Work instruction:
Retrieve all lines below that have the string "BodySchema".

Dataset entries
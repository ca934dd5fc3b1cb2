//! The simulation world and its integrator.
//!
//! [`World`] owns the body store, the ordered force collection and the
//! clock. Each [`update()`](World::update) runs one semi-implicit Euler
//! step:
//!
//! 1. clear `acceleration` and `angular_acceleration`,
//! 2. apply every active force in insertion order,
//! 3. fold the one-shot accumulators from `Body::add_force` into the
//!    accelerations,
//! 4. `v += a·dt`, `ω += α·dt`, then `x += v·dt`, `θ += ω·dt`,
//! 5. clear the accumulators and advance the clock.
//!
//! # Ownership model
//!
//! The store sits behind an `Rc<RefCell<_>>` shared with every [`Body`],
//! so `World` is neither `Send` nor `Sync`. Store borrows never outlive a
//! single call.

use std::error::Error;
use std::fmt;
use std::time::Instant;

use indexmap::IndexMap;
use inertia_core::{ConfigError, ForceId, RowId};
use inertia_soa::{ColumnStore, StoreError, StoreHandle};
use log::{debug, trace};

use crate::body::{Body, BodyDef};
use crate::config::WorldConfig;
use crate::force::{Force, ForceContext};
use crate::metrics::{RunSummary, StepMetrics};
use crate::schema::BodySchema;
use crate::selection::Bodies;

/// Errors from advancing the world.
#[derive(Clone, Debug, PartialEq)]
pub enum StepError {
    /// The step length is not finite and positive.
    InvalidTimestep {
        /// The rejected value.
        value: f64,
    },
    /// The run duration is not finite and non-negative.
    InvalidDuration {
        /// The rejected value.
        value: f64,
    },
    /// A force or the integrator failed to access the store.
    Store(StoreError),
}

impl fmt::Display for StepError {
    fn fmt(&self, f: &mut fmt::Formatter<'_>) -> fmt::Result {
        match self {
            Self::InvalidTimestep { value } => {
                write!(f, "timestep must be finite and positive, got {value}")
            }
            Self::InvalidDuration { value } => {
                write!(f, "duration must be finite and non-negative, got {value}")
            }
            Self::Store(e) => write!(f, "store access failed: {e}"),
        }
    }
}

impl Error for StepError {
    fn source(&self) -> Option<&(dyn Error + 'static)> {
        match self {
            Self::Store(e) => Some(e),
            _ => None,
        }
    }
}

impl From<StoreError> for StepError {
    fn from(e: StoreError) -> Self {
        Self::Store(e)
    }
}

fn check_timestep(dt: f64) -> Result<(), StepError> {
    if dt.is_finite() && dt > 0.0 {
        Ok(())
    } else {
        Err(StepError::InvalidTimestep { value: dt })
    }
}

/// A 2D rigid-body world.
pub struct World {
    store: StoreHandle,
    schema: BodySchema,
    config: WorldConfig,
    forces: IndexMap<ForceId, Box<dyn Force>>,
    next_force_id: u64,
    time: f64,
    step_count: u64,
    last_metrics: StepMetrics,
}

impl World {
    /// An empty world with room for `initial_capacity` bodies.
    pub fn new(initial_capacity: usize) -> Result<Self, ConfigError> {
        Self::with_config(WorldConfig::new(initial_capacity))
    }

    /// An empty world from a validated configuration.
    pub fn with_config(config: WorldConfig) -> Result<Self, ConfigError> {
        config.validate()?;
        let mut store = ColumnStore::new(config.store.clone())?;
        let schema = BodySchema::register(&mut store)?;
        Ok(Self::assemble(store, schema, config))
    }

    /// A world over a store that already carries the body columns, plus
    /// any extra per-body columns the caller registered.
    ///
    /// Rows already taken become bodies as they are.
    pub fn from_store(store: ColumnStore, default_timestep: f64) -> Result<Self, ConfigError> {
        let config = WorldConfig {
            store: store.config().clone(),
            default_timestep,
        };
        config.validate()?;
        let schema = BodySchema::resolve(&store)?;
        Ok(Self::assemble(store, schema, config))
    }

    fn assemble(store: ColumnStore, schema: BodySchema, config: WorldConfig) -> Self {
        debug!(
            "world created: {} body columns, capacity {}",
            store.field_count(),
            store.capacity()
        );
        Self {
            store: StoreHandle::new(store),
            schema,
            config,
            forces: IndexMap::new(),
            next_force_id: 0,
            time: 0.0,
            step_count: 0,
            last_metrics: StepMetrics::default(),
        }
    }

    /// Create a body.
    ///
    /// Takes a row (growing the store if needed), writes the definition's
    /// mass, inertia, pose and velocities, and zeroes accelerations and
    /// accumulators.
    pub fn new_body(&mut self, def: BodyDef) -> Result<Body, StoreError> {
        let row = self.store.take()?;
        let s = &self.schema;
        self.store.with_mut(|store| -> Result<(), StoreError> {
            store.set_element(s.inverse_mass, row, 0, def.inverse_mass)?;
            store.set_element(s.inverse_inertia, row, 0, def.inverse_inertia)?;
            store.write_row(s.position, row, &[def.position.x, def.position.y])?;
            store.write_row(s.velocity, row, &[def.velocity.x, def.velocity.y])?;
            store.write_row(s.acceleration, row, &[0.0, 0.0])?;
            store.set_element(s.orientation, row, 0, def.orientation)?;
            store.set_element(s.angular_velocity, row, 0, def.angular_velocity)?;
            store.set_element(s.angular_acceleration, row, 0, 0.0)?;
            store.write_row(s.linear_force_accumulator, row, &[0.0, 0.0])?;
            store.set_element(s.torque_accumulator, row, 0, 0.0)?;
            Ok(())
        })??;
        self.body(row)
    }

    /// The body at `row`.
    pub fn body(&self, row: RowId) -> Result<Body, StoreError> {
        let view = self.store.view(row)?;
        Ok(Body::new(view, self.schema))
    }

    /// Every body, in creation order.
    pub fn bodies(&self) -> impl Iterator<Item = Body> + '_ {
        (0..self.body_count() as u32).filter_map(move |r| self.body(RowId(r)).ok())
    }

    /// Number of bodies.
    pub fn body_count(&self) -> usize {
        self.store.len()
    }

    /// Bodies the store can hold before it next grows.
    pub fn capacity(&self) -> usize {
        self.store.capacity()
    }

    /// Register a force. It is applied after every force added before it.
    pub fn add_force(&mut self, force: impl Force) -> ForceId {
        let id = ForceId(self.next_force_id);
        self.next_force_id += 1;
        debug!(
            "force '{}' added as {id} (window [{}, {}))",
            force.name(),
            force.window().begin,
            force.window().end
        );
        self.forces.insert(id, Box::new(force));
        id
    }

    /// Remove a force, keeping the order of the rest.
    pub fn remove_force(&mut self, id: ForceId) -> Option<Box<dyn Force>> {
        let removed = self.forces.shift_remove(&id);
        if let Some(force) = &removed {
            debug!("force '{}' ({id}) removed", force.name());
        }
        removed
    }

    /// Drop every force whose window has closed. Returns how many were
    /// dropped.
    pub fn prune_expired_forces(&mut self) -> usize {
        let time = self.time;
        let before = self.forces.len();
        self.forces.retain(|id, force| {
            let keep = !force.window().has_expired(time);
            if !keep {
                debug!("force '{}' ({id}) expired at t={time}", force.name());
            }
            keep
        });
        before - self.forces.len()
    }

    /// Registered forces, in application order.
    pub fn forces(&self) -> impl Iterator<Item = (ForceId, &dyn Force)> {
        self.forces.iter().map(|(id, f)| (*id, f.as_ref()))
    }

    /// Number of registered forces, active or not.
    pub fn force_count(&self) -> usize {
        self.forces.len()
    }

    /// Advance the world by `dt`.
    ///
    /// # Errors
    ///
    /// [`StepError::InvalidTimestep`] leaves the world untouched. A
    /// [`StepError::Store`] from a force aborts the step part-way: the
    /// accelerations hold whatever the forces wrote before the failure,
    /// the one-shot accumulators stay queued for the next step, and
    /// neither the clock nor the step count advances.
    pub fn update(&mut self, dt: f64) -> Result<&StepMetrics, StepError> {
        check_timestep(dt)?;
        let start = Instant::now();
        let s = self.schema;
        let all = self.store.occupied()?;
        let body_count = all.len();

        all.fill(s.acceleration, 0.0)?;
        all.fill(s.angular_acceleration, 0.0)?;

        let ctx = ForceContext {
            time: self.time,
            dt,
        };
        let mut force_us = Vec::new();
        let mut skipped = 0;
        for force in self.forces.values() {
            if !force.window().contains(self.time) {
                skipped += 1;
                continue;
            }
            let rows = force.selection().resolve(body_count);
            if rows.is_empty() {
                skipped += 1;
                continue;
            }
            let bodies = Bodies::new(&self.store, &self.schema, rows);
            let t0 = Instant::now();
            force.apply(&bodies, &ctx)?;
            force_us.push((force.name().to_string(), t0.elapsed().as_micros() as u64));
        }

        all.scale_add_rows(s.inverse_mass, s.linear_force_accumulator, s.acceleration)?;
        all.scale_add_rows(s.inverse_inertia, s.torque_accumulator, s.angular_acceleration)?;

        all.axpy(dt, s.acceleration, s.velocity)?;
        all.axpy(dt, s.angular_acceleration, s.angular_velocity)?;
        all.axpy(dt, s.velocity, s.position)?;
        all.axpy(dt, s.angular_velocity, s.orientation)?;

        all.fill(s.linear_force_accumulator, 0.0)?;
        all.fill(s.torque_accumulator, 0.0)?;

        self.time += dt;
        self.step_count += 1;

        let (capacity, memory_bytes) = self
            .store
            .with(|store| (store.capacity(), store.memory_bytes()))?;
        trace!(
            "step {}: t={} dt={dt} bodies={body_count} active_forces={} skipped={skipped}",
            self.step_count,
            self.time,
            force_us.len(),
        );
        self.last_metrics = StepMetrics {
            total_us: start.elapsed().as_micros() as u64,
            active_forces: force_us.len(),
            force_us,
            skipped_forces: skipped,
            body_count,
            capacity,
            memory_bytes,
            dt,
        };
        Ok(&self.last_metrics)
    }

    /// Advance by exactly `duration`: `floor(duration / timestep)` full
    /// steps, then one shorter step for the remainder if it is positive.
    ///
    /// A remainder within rounding error of zero (at most
    /// `duration * f64::EPSILON`) is dropped rather than stepped.
    pub fn run_for(&mut self, duration: f64, timestep: f64) -> Result<RunSummary, StepError> {
        check_timestep(timestep)?;
        if !duration.is_finite() || duration < 0.0 {
            return Err(StepError::InvalidDuration { value: duration });
        }
        let full_steps = (duration / timestep).floor() as u64;
        for _ in 0..full_steps {
            self.update(timestep)?;
        }
        let mut remainder = duration - full_steps as f64 * timestep;
        if remainder <= duration * f64::EPSILON {
            remainder = 0.0;
        }
        let remainder_applied = remainder > 0.0;
        if remainder_applied {
            self.update(remainder)?;
        }
        Ok(RunSummary {
            full_steps,
            remainder,
            remainder_applied,
        })
    }

    /// [`run_for`](Self::run_for) with the configured default timestep.
    pub fn run_for_default(&mut self, duration: f64) -> Result<RunSummary, StepError> {
        self.run_for(duration, self.config.default_timestep)
    }

    /// World time; 0 at creation, advanced by every step.
    pub fn time(&self) -> f64 {
        self.time
    }

    /// Number of completed steps.
    pub fn step_count(&self) -> u64 {
        self.step_count
    }

    /// Metrics of the most recent step.
    pub fn last_metrics(&self) -> &StepMetrics {
        &self.last_metrics
    }

    /// The shared body store, for columns beyond the body schema.
    pub fn store(&self) -> &StoreHandle {
        &self.store
    }

    /// Resolved body column IDs.
    pub fn schema(&self) -> &BodySchema {
        &self.schema
    }

    /// The world's configuration.
    pub fn config(&self) -> &WorldConfig {
        &self.config
    }
}

impl fmt::Debug for World {
    fn fmt(&self, f: &mut fmt::Formatter<'_>) -> fmt::Result {
        f.debug_struct("World")
            .field("bodies", &self.body_count())
            .field("forces", &self.forces.len())
            .field("time", &self.time)
            .field("step_count", &self.step_count)
            .finish()
    }
}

Your response:
use crate::schema::BodySchema;
    schema: BodySchema,
        let schema = BodySchema::register(&mut store)?;
        let schema = BodySchema::resolve(&store)?;
    fn assemble(store: ColumnStore, schema: BodySchema, config: WorldConfig) -> Self {
    pub fn schema(&self) -> &BodySchema {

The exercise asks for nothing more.